» **Records contained in a dataset**

// Licensed to the Apache Software Foundation (ASF) under one
// or more contributor license agreements.  See the NOTICE file
// distributed with this work for additional information
// regarding copyright ownership.  The ASF licenses this file
// to you under the Apache License, Version 2.0 (the
// "License"); you may not use this file except in compliance
// with the License.  You may obtain a copy of the License at
//
//   http://www.apache.org/licenses/LICENSE-2.0
//
// Unless required by applicable law or agreed to in writing,
// software distributed under the License is distributed on an
// "AS IS" BASIS, WITHOUT WARRANTIES OR CONDITIONS OF ANY
// KIND, either express or implied.  See the License for the
// specific language governing permissions and limitations
// under the License.

#[cfg(feature = "prometheus-metrics")]
pub mod prometheus;

use std::sync::Arc;

/// Collects metrics from the scheduler and the jobs API.
pub trait SchedulerMetricsCollector: Send + Sync {
    /// A job was accepted into the queue
    fn record_submitted(&self, job_id: &str);
    /// A job moved `QUEUED -> DISPATCHED`; `queued_millis` is the time it
    /// waited in the queue
    fn record_dispatched(&self, job_id: &str, queued_millis: u64);
    /// An orphaned dispatch was reverted to `QUEUED`
    fn record_reverted(&self, job_id: &str);
    /// A job was failed by the scheduler (dispatch timed out for good)
    fn record_dispatch_failed(&self, job_id: &str);
    /// Current number of `QUEUED` jobs
    fn set_queued_jobs(&self, value: u64);
}

/// Default collector which ignores all metrics
#[derive(Default)]
pub struct NoopMetricsCollector {}

impl SchedulerMetricsCollector for NoopMetricsCollector {
    fn record_submitted(&self, _job_id: &str) {}
    fn record_dispatched(&self, _job_id: &str, _queued_millis: u64) {}
    fn record_reverted(&self, _job_id: &str) {}
    fn record_dispatch_failed(&self, _job_id: &str) {}
    fn set_queued_jobs(&self, _value: u64) {}
}

/// The collector binaries should use: Prometheus when compiled in,
/// otherwise a no-op.
pub fn default_metrics_collector(
) -> modelops_core::error::Result<Arc<dyn SchedulerMetricsCollector>> {
    #[cfg(feature = "prometheus-metrics")]
    {
        self::prometheus::PrometheusMetricsCollector::current()
    }
    #[cfg(not(feature = "prometheus-metrics"))]
    {
        Ok(Arc::new(NoopMetricsCollector::default()))
    }
}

» **Task brief**
Your task for the entries above: copy exactly the span starting with the line with "Version 2.0 (the" and going on through the line with "use std::sync::Arc;", both lines included, and nothing else.

» **Reply**
// to you under the Apache License, Version 2.0 (the
// "License"); you may not use this file except in compliance
// with the License.  You may obtain a copy of the License at
//
//   http://www.apache.org/licenses/LICENSE-2.0
//
// Unless required by applicable law or agreed to in writing,
// software distributed under the License is distributed on an
// "AS IS" BASIS, WITHOUT WARRANTIES OR CONDITIONS OF ANY
// KIND, either express or implied.  See the License for the
// specific language governing permissions and limitations
// under the License.

#[cfg(feature = "prometheus-metrics")]
pub mod prometheus;

use std::sync::Arc;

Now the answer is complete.